### [Data for processing]

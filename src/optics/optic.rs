//! Surface geometry seam.
//!
//! The tracing core never evaluates sag equations itself; it asks an
//! [`Optic`] where a ray meets the surface and what the surface normal is
//! there. [`Spherical`] is the reference implementation (a plane when the
//! curvature is zero) and is what the element constructors use by default.
//!
//! All coordinates are local to the element vertex, with `+z` along the
//! optical axis towards the image.
use std::fmt;

/// Geometry of a single rotationally symmetric surface.
pub trait Optic: fmt::Debug + Send + Sync {
    /// Vertex curvature `1/R`; zero for a plane.
    fn curvature(&self) -> f64;

    fn set_curvature(&mut self, curvature: f64);

    /// Distance `t ≥ 0` along the unit `direction` from `position` to the
    /// surface, or `None` if the ray misses it.
    fn intersect(&self, position: [f64; 3], direction: [f64; 3]) -> Option<f64>;

    /// Unit surface normal at `point`, oriented towards `+z` at the vertex.
    fn normal(&self, point: [f64; 3]) -> [f64; 3];

    /// Mirror the surface for a reversed chain.
    fn revert(&mut self);

    fn clone_box(&self) -> Box<dyn Optic>;
}

impl Clone for Box<dyn Optic> {
    fn clone(&self) -> Self {
        self.clone_box()
    }
}

/// Sphere through the vertex with curvature `c`: `c/2·(x² + y² + z²) = z`.
#[derive(Debug, Clone, Copy, PartialEq)]
pub struct Spherical {
    pub curvature: f64,
}

impl Spherical {
    pub fn new(curvature: f64) -> Self {
        Self { curvature }
    }

    pub fn flat() -> Self {
        Self { curvature: 0.0 }
    }
}

impl Optic for Spherical {
    fn curvature(&self) -> f64 {
        self.curvature
    }

    fn set_curvature(&mut self, curvature: f64) {
        self.curvature = curvature;
    }

    fn intersect(&self, p: [f64; 3], u: [f64; 3]) -> Option<f64> {
        let c = self.curvature;
        let pu = p[0] * u[0] + p[1] * u[1] + p[2] * u[2];
        let pp = p[0] * p[0] + p[1] * p[1] + p[2] * p[2];
        // c·t² − 2g·t + h = 0, near root in the cancellation-free form.
        let g = u[2] - c * pu;
        let h = c * pp - 2.0 * p[2];
        let disc = g * g - c * h;
        if disc < 0.0 {
            return None;
        }
        let denom = g + disc.sqrt();
        if denom <= 0.0 {
            return None;
        }
        Some(h / denom)
    }

    fn normal(&self, q: [f64; 3]) -> [f64; 3] {
        let c = self.curvature;
        let n = [-c * q[0], -c * q[1], 1.0 - c * q[2]];
        let norm = (n[0] * n[0] + n[1] * n[1] + n[2] * n[2]).sqrt();
        [n[0] / norm, n[1] / norm, n[2] / norm]
    }

    fn revert(&mut self) {
        self.curvature = -self.curvature;
    }

    fn clone_box(&self) -> Box<dyn Optic> {
        Box::new(*self)
    }
}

### [Task prompt]
What you should output is every line of the records above, from the first through the line containing "along the unit", unchanged.

### [Solution]
filename src/optics/optic.rs
//! Surface geometry seam.
//!
//! The tracing core never evaluates sag equations itself; it asks an
//! [`Optic`] where a ray meets the surface and what the surface normal is
//! there. [`Spherical`] is the reference implementation (a plane when the
//! curvature is zero) and is what the element constructors use by default.
//!
//! All coordinates are local to the element vertex, with `+z` along the
//! optical axis towards the image.
use std::fmt;

/// Geometry of a single rotationally symmetric surface.
pub trait Optic: fmt::Debug + Send + Sync {
    /// Vertex curvature `1/R`; zero for a plane.
    fn curvature(&self) -> f64;

    fn set_curvature(&mut self, curvature: f64);

    /// Distance `t ≥ 0` along the unit `direction` from `position` to the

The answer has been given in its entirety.